Please reproduce the full listing exactly, with nothing added.

------------

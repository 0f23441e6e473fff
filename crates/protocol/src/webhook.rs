//! Discord-compatible webhook body built from a notification.

use serde::{Deserialize, Serialize};

use crate::notification::NotificationMessage;

/// A single embed inside a webhook message.
#[derive(Debug, Clone, PartialEq, Eq, Serialize, Deserialize)]
pub struct Embed {
    pub title: String,
    pub description: String,
    pub color: u32,
}

/// Top-level webhook request body.
///
/// `content` is always sent, even when empty; the notification text lives in
/// the single embed.
#[derive(Debug, Clone, PartialEq, Eq, Serialize, Deserialize)]
pub struct WebhookPayload {
    pub content: String,
    pub embeds: Vec<Embed>,
}

impl From<&NotificationMessage> for Embed {
    fn from(msg: &NotificationMessage) -> Self {
        Self {
            title: msg.title.clone(),
            description: msg.description.clone(),
            color: msg.severity.color(),
        }
    }
}

impl From<&NotificationMessage> for WebhookPayload {
    fn from(msg: &NotificationMessage) -> Self {
        Self {
            content: String::new(),
            embeds: vec![Embed::from(msg)],
        }
    }
}
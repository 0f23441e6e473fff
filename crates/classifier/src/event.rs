/// A notable occurrence recognized in a log line.
#[derive(Debug, Clone, PartialEq, Eq)]
pub enum Event {
    ServerStarting,
    ServerStarted,
    ServerStopping,
    PlayerJoined { name: String },
    PlayerLeft { name: String },
    AdvancementEarned { name: String, advancement: String },
    /// Chat, or no rule matched. Never notified.
    Unclassified,
}

impl Event {
    pub fn is_unclassified(&self) -> bool {
        matches!(self, Self::Unclassified)
    }

    /// Short stable name for logging.
    pub fn kind(&self) -> &'static str {
        match self {
            Self::ServerStarting => "server_starting",
            Self::ServerStarted => "server_started",
            Self::ServerStopping => "server_stopping",
            Self::PlayerJoined { .. } => "player_joined",
            Self::PlayerLeft { .. } => "player_left",
            Self::AdvancementEarned { .. } => "advancement_earned",
            Self::Unclassified => "unclassified",
        }
    }
}
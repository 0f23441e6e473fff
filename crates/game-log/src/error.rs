//! Tailer error types.

use std::path::PathBuf;

/// Errors that stop the tailer.
#[derive(Debug, thiserror::Error)]
pub enum TailError {
    #[error("can't open log file {}: {source}", path.display())]
    Open {
        path: PathBuf,
        #[source]
        source: std::io::Error,
    },

    #[error("I/O error: {0}")]
    Io(#[from] std::io::Error),
}
//! Notification severity, embed colours, and the transport-neutral message.

use serde::{Deserialize, Serialize};

/// Embed color for informational (server lifecycle) notifications.
pub const COLOR_BLUE: u32 = 43519;

/// Embed color for player presence notifications.
pub const COLOR_YELLOW: u32 = 16311836;

/// Embed color for achievement notifications.
pub const COLOR_GREEN: u32 = 12118406;

/// Visual weight of a notification, mapped to a fixed palette color.
#[derive(Debug, Clone, Copy, PartialEq, Eq, Hash, Serialize, Deserialize)]
#[serde(rename_all = "lowercase")]
pub enum Severity {
    /// Blue.
    Info,
    /// Yellow.
    Highlight,
    /// Green.
    Success,
}

impl Severity {
    /// Returns the palette color as a decimal RGB integer.
    pub fn color(self) -> u32 {
        match self {
            Self::Info => COLOR_BLUE,
            Self::Highlight => COLOR_YELLOW,
            Self::Success => COLOR_GREEN,
        }
    }
}

/// A notification ready for delivery.
#[derive(Debug, Clone, PartialEq, Eq, Serialize, Deserialize)]
pub struct NotificationMessage {
    pub title: String,
    #[serde(default)]
    pub description: String,
    pub severity: Severity,
}

impl NotificationMessage {
    /// Creates a notification with an empty description.
    pub fn new(title: impl Into<String>, severity: Severity) -> Self {
        Self {
            title: title.into(),
            description: String::new(),
            severity,
        }
    }

    /// Sets the description text.
    pub fn with_description(mut self, description: impl Into<String>) -> Self {
        self.description = description.into();
        self
    }
}
//! Event to notification mapping.

use craftwatch_classifier::Event;
use craftwatch_protocol::{NotificationMessage, Severity};

/// Builds the notification for an event, or `None` for
/// [`Event::Unclassified`].
pub fn notification_for(event: &Event) -> Option<NotificationMessage> {
    let msg = match event {
        Event::ServerStarting => {
            NotificationMessage::new("Server starting... Please wait", Severity::Info)
        }
        Event::ServerStarted => {
            NotificationMessage::new("Server started! Ready to join!", Severity::Info)
        }
        Event::ServerStopping => NotificationMessage::new("Server stopping...", Severity::Info),
        Event::PlayerJoined { name } => {
            NotificationMessage::new(format!("{name} joined the game"), Severity::Highlight)
        }
        Event::PlayerLeft { name } => {
            NotificationMessage::new(format!("{name} left the game"), Severity::Highlight)
        }
        Event::AdvancementEarned { name, advancement } => NotificationMessage::new(
            format!("{name} has made the advancement"),
            Severity::Success,
        )
        .with_description(advancement.as_str()),
        Event::Unclassified => return None,
    };
    Some(msg)
}
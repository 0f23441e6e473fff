//! Application orchestrator. Wires the tailer, dispatcher and webhook client together.

use std::io::Write;
use std::path::PathBuf;
use std::sync::Arc;

use anyhow::Context;
use craftwatch_classifier::Classifier;
use craftwatch_dispatcher::Dispatcher;
use craftwatch_game_log::LogTailer;
use craftwatch_webhook::Client as WebhookClient;
use tokio::sync::mpsc;
use tokio_util::sync::CancellationToken;

use crate::config::Config;

/// Runs until the tailer stops or Ctrl-C is pressed.
pub async fn run(log_file: PathBuf, webhook_url: String, config: Config) -> anyhow::Result<()> {
    let cancel = CancellationToken::new();

    // -- Startup: everything that can fail fails here --
    let classifier =
        Arc::new(Classifier::new(&config.rules).context("invalid classifier rules")?);

    let client = WebhookClient::new(&webhook_url, config.client_config())
        .context("can't create webhook client")?;
    tracing::info!(host = client.url().host_str().unwrap_or_default(), "webhook configured");

    let chat = Arc::clone(&classifier);
    let tailer = LogTailer::open(&log_file, config.tailer_config())
        .with_context(|| format!("can't read log file {}", log_file.display()))?
        .with_filter(Box::new(move |line: &str| !chat.is_chat(line)));

    banner(&mut std::io::stdout(), "Start");

    // -- Pipeline --
    let (tx, rx) = mpsc::channel(config.queue_capacity());

    let dispatcher = Dispatcher::new(classifier, client);
    let mut dispatch_task = tokio::spawn(dispatcher.run(rx, cancel.clone()));
    let mut tail_task = tokio::spawn(tailer.run(tx, cancel.clone()));

    let tail_result = tokio::select! {
        res = &mut tail_task => res.context("tailer task panicked")?,
        _ = tokio::signal::ctrl_c() => {
            tracing::info!("SIGINT received, shutting down");
            cancel.cancel();
            (&mut tail_task).await.context("tailer task panicked")?
        }
    };

    banner(&mut std::io::stdout(), "End");

    // The tailer dropped its sender; the dispatcher finishes what is queued.
    let stats = tokio::select! {
        res = &mut dispatch_task => res.context("dispatcher task panicked")?,
        _ = tokio::signal::ctrl_c(), if !cancel.is_cancelled() => {
            tracing::info!("SIGINT received, abandoning queued notifications");
            cancel.cancel();
            (&mut dispatch_task).await.context("dispatcher task panicked")?
        }
    };

    tracing::info!(
        lines = stats.lines,
        notified = stats.notified,
        failed = stats.failed,
        "pipeline stopped"
    );

    tail_result.context("log tailing stopped")?;
    Ok(())
}

/// Prints a lifecycle banner. Output errors are logged and otherwise ignored.
fn banner(out: &mut impl Write, text: &str) {
    if let Err(e) = writeln!(out, "{text}").and_then(|()| out.flush()) {
        tracing::warn!(banner = text, error = %e, "can't print banner");
    }
}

------------

> Answer to the exercise
repository 0f23441e6e473fff
filename crates/protocol/src/webhook.rs
//! Discord-compatible webhook body built from a notification.

use serde::{Deserialize, Serialize};

use crate::notification::NotificationMessage;

/// A single embed inside a webhook message.
#[derive(Debug, Clone, PartialEq, Eq, Serialize, Deserialize)]
pub struct Embed {
    pub title: String,
    pub description: String,
    pub color: u32,
}

/// Top-level webhook request body.
///
/// `content` is always sent, even when empty; the notification text lives in
/// the single embed.
#[derive(Debug, Clone, PartialEq, Eq, Serialize, Deserialize)]
pub struct WebhookPayload {
    pub content: String,
    pub embeds: Vec<Embed>,
}

impl From<&NotificationMessage> for Embed {
    fn from(msg: &NotificationMessage) -> Self {
        Self {
            title: msg.title.clone(),
            description: msg.description.clone(),
            color: msg.severity.color(),
        }
    }
}

impl From<&NotificationMessage> for WebhookPayload {
    fn from(msg: &NotificationMessage) -> Self {
        Self {
            content: String::new(),
            embeds: vec![Embed::from(msg)],
        }
    }
}
repository 0f23441e6e473fff
filename crates/classifier/src/event.rs
/// A notable occurrence recognized in a log line.
#[derive(Debug, Clone, PartialEq, Eq)]
pub enum Event {
    ServerStarting,
    ServerStarted,
    ServerStopping,
    PlayerJoined { name: String },
    PlayerLeft { name: String },
    AdvancementEarned { name: String, advancement: String },
    /// Chat, or no rule matched. Never notified.
    Unclassified,
}

impl Event {
    pub fn is_unclassified(&self) -> bool {
        matches!(self, Self::Unclassified)
    }

    /// Short stable name for logging.
    pub fn kind(&self) -> &'static str {
        match self {
            Self::ServerStarting => "server_starting",
            Self::ServerStarted => "server_started",
            Self::ServerStopping => "server_stopping",
            Self::PlayerJoined { .. } => "player_joined",
            Self::PlayerLeft { .. } => "player_left",
            Self::AdvancementEarned { .. } => "advancement_earned",
            Self::Unclassified => "unclassified",
        }
    }
}
repository 0f23441e6e473fff
filename crates/game-log/src/error.rs
//! Tailer error types.

use std::path::PathBuf;

/// Errors that stop the tailer.
#[derive(Debug, thiserror::Error)]
pub enum TailError {
    #[error("can't open log file {}: {source}", path.display())]
    Open {
        path: PathBuf,
        #[source]
        source: std::io::Error,
    },

    #[error("I/O error: {0}")]
    Io(#[from] std::io::Error),
}
//! Notification severity, embed colours, and the transport-neutral message.

use serde::{Deserialize, Serialize};

/// Embed color for informational (server lifecycle) notifications.
pub const COLOR_BLUE: u32 = 43519;

/// Embed color for player presence notifications.
pub const COLOR_YELLOW: u32 = 16311836;

/// Embed color for achievement notifications.
pub const COLOR_GREEN: u32 = 12118406;

/// Visual weight of a notification, mapped to a fixed palette color.
#[derive(Debug, Clone, Copy, PartialEq, Eq, Hash, Serialize, Deserialize)]
#[serde(rename_all = "lowercase")]
pub enum Severity {
    /// Blue.
    Info,
    /// Yellow.
    Highlight,
    /// Green.
    Success,
}

impl Severity {
    /// Returns the palette color as a decimal RGB integer.
    pub fn color(self) -> u32 {
        match self {
            Self::Info => COLOR_BLUE,
            Self::Highlight => COLOR_YELLOW,
            Self::Success => COLOR_GREEN,
        }
    }
}

/// A notification ready for delivery.
#[derive(Debug, Clone, PartialEq, Eq, Serialize, Deserialize)]
pub struct NotificationMessage {
    pub title: String,
    #[serde(default)]
    pub description: String,
    pub severity: Severity,
}

impl NotificationMessage {
    /// Creates a notification with an empty description.
    pub fn new(title: impl Into<String>, severity: Severity) -> Self {
        Self {
            title: title.into(),
            description: String::new(),
            severity,
        }
    }

    /// Sets the description text.
    pub fn with_description(mut self, description: impl Into<String>) -> Self {
        self.description = description.into();
        self
    }
}
//! Event to notification mapping.

use craftwatch_classifier::Event;
use craftwatch_protocol::{NotificationMessage, Severity};

/// Builds the notification for an event, or `None` for
/// [`Event::Unclassified`].
pub fn notification_for(event: &Event) -> Option<NotificationMessage> {
    let msg = match event {
        Event::ServerStarting => {
            NotificationMessage::new("Server starting... Please wait", Severity::Info)
        }
        Event::ServerStarted => {
            NotificationMessage::new("Server started! Ready to join!", Severity::Info)
        }
        Event::ServerStopping => NotificationMessage::new("Server stopping...", Severity::Info),
        Event::PlayerJoined { name } => {
            NotificationMessage::new(format!("{name} joined the game"), Severity::Highlight)
        }
        Event::PlayerLeft { name } => {
            NotificationMessage::new(format!("{name} left the game"), Severity::Highlight)
        }
        Event::AdvancementEarned { name, advancement } => NotificationMessage::new(
            format!("{name} has made the advancement"),
            Severity::Success,
        )
        .with_description(advancement.as_str()),
        Event::Unclassified => return None,
    };
    Some(msg)
}
repository 0f23441e6e473fff
//! Application orchestrator. Wires the tailer, dispatcher and webhook client together.

use std::io::Write;
use std::path::PathBuf;
use std::sync::Arc;

use anyhow::Context;
use craftwatch_classifier::Classifier;
use craftwatch_dispatcher::Dispatcher;
use craftwatch_game_log::LogTailer;
use craftwatch_webhook::Client as WebhookClient;
use tokio::sync::mpsc;
use tokio_util::sync::CancellationToken;

use crate::config::Config;

/// Runs until the tailer stops or Ctrl-C is pressed.
pub async fn run(log_file: PathBuf, webhook_url: String, config: Config) -> anyhow::Result<()> {
    let cancel = CancellationToken::new();

    // -- Startup: everything that can fail fails here --
    let classifier =
        Arc::new(Classifier::new(&config.rules).context("invalid classifier rules")?);

    let client = WebhookClient::new(&webhook_url, config.client_config())
        .context("can't create webhook client")?;
    tracing::info!(host = client.url().host_str().unwrap_or_default(), "webhook configured");

    let chat = Arc::clone(&classifier);
    let tailer = LogTailer::open(&log_file, config.tailer_config())
        .with_context(|| format!("can't read log file {}", log_file.display()))?
        .with_filter(Box::new(move |line: &str| !chat.is_chat(line)));

    banner(&mut std::io::stdout(), "Start");

    // -- Pipeline --
    let (tx, rx) = mpsc::channel(config.queue_capacity());

    let dispatcher = Dispatcher::new(classifier, client);
    let mut dispatch_task = tokio::spawn(dispatcher.run(rx, cancel.clone()));
    let mut tail_task = tokio::spawn(tailer.run(tx, cancel.clone()));

    let tail_result = tokio::select! {
        res = &mut tail_task => res.context("tailer task panicked")?,
        _ = tokio::signal::ctrl_c() => {
            tracing::info!("SIGINT received, shutting down");
            cancel.cancel();
            (&mut tail_task).await.context("tailer task panicked")?
        }
    };

    banner(&mut std::io::stdout(), "End");

    // The tailer dropped its sender; the dispatcher finishes what is queued.
    let stats = tokio::select! {
        res = &mut dispatch_task => res.context("dispatcher task panicked")?,
        _ = tokio::signal::ctrl_c(), if !cancel.is_cancelled() => {
            tracing::info!("SIGINT received, abandoning queued notifications");
            cancel.cancel();
            (&mut dispatch_task).await.context("dispatcher task panicked")?
        }
    };

    tracing::info!(
        lines = stats.lines,
        notified = stats.notified,
        failed = stats.failed,
        "pipeline stopped"
    );

    tail_result.context("log tailing stopped")?;
    Ok(())
}

/// Prints a lifecycle banner. Output errors are logged and otherwise ignored.
fn banner(out: &mut impl Write, text: &str) {
    if let Err(e) = writeln!(out, "{text}").and_then(|()| out.flush()) {
        tracing::warn!(banner = text, error = %e, "can't print banner");
    }
}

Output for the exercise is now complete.